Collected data
BEGIN

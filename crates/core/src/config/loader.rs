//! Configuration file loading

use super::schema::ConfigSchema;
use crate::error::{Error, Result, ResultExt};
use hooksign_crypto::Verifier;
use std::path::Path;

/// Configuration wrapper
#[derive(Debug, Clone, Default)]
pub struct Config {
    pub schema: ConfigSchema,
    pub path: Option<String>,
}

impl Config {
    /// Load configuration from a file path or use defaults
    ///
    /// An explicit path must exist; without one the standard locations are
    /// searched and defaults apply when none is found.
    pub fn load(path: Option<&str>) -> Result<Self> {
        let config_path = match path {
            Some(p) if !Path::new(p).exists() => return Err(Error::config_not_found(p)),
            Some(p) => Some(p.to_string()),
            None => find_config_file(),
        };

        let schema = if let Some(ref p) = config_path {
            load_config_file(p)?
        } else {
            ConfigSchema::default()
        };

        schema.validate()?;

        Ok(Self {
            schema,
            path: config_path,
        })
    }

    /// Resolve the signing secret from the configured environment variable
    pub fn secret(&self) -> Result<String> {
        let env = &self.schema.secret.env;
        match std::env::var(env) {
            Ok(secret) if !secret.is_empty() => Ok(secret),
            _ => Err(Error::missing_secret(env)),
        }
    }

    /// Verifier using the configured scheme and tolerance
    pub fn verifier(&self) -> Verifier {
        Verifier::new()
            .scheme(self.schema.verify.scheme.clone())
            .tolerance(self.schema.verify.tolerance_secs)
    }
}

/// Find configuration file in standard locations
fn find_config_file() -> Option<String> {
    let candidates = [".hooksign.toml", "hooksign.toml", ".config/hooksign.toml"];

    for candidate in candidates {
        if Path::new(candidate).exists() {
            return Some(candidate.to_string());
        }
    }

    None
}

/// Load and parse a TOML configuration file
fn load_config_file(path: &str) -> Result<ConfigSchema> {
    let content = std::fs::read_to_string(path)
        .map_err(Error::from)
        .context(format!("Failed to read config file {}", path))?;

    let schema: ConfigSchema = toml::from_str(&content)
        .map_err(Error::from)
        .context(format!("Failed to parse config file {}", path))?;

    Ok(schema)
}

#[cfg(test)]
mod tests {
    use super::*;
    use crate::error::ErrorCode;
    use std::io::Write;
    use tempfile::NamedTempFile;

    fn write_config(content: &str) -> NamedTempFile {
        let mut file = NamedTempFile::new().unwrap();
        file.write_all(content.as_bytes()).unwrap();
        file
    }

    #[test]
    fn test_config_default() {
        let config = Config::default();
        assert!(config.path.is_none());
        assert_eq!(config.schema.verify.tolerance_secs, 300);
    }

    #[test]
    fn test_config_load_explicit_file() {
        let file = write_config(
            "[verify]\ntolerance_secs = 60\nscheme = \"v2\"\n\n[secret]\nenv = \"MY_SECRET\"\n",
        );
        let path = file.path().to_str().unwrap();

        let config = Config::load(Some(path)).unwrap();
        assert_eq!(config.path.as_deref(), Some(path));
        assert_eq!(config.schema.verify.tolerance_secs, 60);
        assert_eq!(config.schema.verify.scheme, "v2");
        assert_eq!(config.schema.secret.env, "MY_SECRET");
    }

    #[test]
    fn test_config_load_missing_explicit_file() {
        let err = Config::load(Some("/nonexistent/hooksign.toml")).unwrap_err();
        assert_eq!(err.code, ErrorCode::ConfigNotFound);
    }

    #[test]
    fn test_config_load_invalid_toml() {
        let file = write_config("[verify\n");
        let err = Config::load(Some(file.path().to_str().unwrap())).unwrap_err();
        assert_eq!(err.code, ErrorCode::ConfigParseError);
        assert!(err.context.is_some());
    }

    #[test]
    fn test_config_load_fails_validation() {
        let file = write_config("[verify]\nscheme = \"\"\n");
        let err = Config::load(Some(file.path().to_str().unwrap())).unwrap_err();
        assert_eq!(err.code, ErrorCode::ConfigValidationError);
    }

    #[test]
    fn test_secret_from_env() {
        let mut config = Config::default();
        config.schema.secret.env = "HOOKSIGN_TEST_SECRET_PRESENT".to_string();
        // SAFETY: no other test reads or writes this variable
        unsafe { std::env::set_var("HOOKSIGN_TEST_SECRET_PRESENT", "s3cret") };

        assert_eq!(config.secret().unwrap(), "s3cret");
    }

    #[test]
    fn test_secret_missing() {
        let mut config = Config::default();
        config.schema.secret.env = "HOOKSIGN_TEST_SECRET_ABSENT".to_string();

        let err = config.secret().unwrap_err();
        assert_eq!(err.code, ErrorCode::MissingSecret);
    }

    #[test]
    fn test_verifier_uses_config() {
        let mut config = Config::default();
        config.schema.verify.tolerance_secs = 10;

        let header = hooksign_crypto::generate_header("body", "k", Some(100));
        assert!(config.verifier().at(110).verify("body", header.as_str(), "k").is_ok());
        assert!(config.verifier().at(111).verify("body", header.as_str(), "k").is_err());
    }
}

END
BEGIN

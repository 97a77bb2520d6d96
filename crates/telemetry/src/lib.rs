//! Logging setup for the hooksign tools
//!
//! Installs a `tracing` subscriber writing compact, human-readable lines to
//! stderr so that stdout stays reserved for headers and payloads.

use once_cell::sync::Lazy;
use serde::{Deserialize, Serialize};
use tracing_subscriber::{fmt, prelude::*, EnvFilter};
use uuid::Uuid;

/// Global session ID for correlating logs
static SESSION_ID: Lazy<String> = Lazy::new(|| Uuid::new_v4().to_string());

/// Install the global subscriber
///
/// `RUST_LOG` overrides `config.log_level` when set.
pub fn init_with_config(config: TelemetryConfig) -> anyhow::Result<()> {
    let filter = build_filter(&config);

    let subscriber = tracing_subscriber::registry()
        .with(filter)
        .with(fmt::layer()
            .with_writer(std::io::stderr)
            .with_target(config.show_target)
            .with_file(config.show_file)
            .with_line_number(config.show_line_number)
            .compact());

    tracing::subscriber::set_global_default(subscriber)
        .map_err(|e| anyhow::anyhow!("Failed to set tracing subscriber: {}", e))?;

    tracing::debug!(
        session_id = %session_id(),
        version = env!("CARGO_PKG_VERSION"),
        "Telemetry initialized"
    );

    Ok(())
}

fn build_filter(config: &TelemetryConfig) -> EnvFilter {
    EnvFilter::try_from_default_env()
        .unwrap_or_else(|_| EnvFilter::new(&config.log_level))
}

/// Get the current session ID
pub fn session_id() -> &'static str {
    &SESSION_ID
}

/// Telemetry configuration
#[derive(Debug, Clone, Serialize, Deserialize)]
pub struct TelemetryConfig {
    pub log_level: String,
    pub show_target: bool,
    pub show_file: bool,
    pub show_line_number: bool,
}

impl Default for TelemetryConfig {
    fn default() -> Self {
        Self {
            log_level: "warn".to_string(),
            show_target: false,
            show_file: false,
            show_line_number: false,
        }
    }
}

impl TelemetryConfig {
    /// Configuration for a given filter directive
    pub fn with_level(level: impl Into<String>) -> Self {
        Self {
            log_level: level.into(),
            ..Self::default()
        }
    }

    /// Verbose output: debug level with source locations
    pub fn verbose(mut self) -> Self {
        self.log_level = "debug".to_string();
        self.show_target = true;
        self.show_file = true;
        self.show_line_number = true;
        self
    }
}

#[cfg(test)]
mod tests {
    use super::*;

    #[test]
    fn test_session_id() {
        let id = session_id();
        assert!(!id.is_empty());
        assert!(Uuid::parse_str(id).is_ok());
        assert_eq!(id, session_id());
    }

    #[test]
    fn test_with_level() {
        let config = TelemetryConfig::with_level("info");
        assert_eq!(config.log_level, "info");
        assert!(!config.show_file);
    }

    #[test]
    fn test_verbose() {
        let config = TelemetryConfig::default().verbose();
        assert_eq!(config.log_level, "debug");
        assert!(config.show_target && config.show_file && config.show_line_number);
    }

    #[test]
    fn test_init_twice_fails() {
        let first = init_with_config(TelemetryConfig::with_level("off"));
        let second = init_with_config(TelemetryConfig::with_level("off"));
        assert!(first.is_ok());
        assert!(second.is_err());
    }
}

END
BEGIN

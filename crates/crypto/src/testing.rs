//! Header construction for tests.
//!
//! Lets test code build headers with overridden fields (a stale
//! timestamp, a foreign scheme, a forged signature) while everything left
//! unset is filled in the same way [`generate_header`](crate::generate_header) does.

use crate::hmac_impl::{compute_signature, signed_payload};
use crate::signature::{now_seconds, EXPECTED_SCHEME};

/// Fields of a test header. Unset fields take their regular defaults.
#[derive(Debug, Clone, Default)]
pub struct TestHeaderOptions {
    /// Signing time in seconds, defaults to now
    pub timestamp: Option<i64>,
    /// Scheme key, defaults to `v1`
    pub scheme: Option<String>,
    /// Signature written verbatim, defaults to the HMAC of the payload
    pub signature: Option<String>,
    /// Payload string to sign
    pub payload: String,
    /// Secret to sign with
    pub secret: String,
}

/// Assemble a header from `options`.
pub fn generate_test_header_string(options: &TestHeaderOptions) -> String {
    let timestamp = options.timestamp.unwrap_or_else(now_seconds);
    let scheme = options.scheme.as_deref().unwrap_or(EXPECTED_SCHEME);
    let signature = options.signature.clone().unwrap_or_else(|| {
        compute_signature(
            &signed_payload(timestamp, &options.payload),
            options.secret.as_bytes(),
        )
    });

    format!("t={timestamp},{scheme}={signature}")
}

END

» Brief: How many lines of the data include the word "return"? Reply with the number and nothing else.

» Solution for this task: 2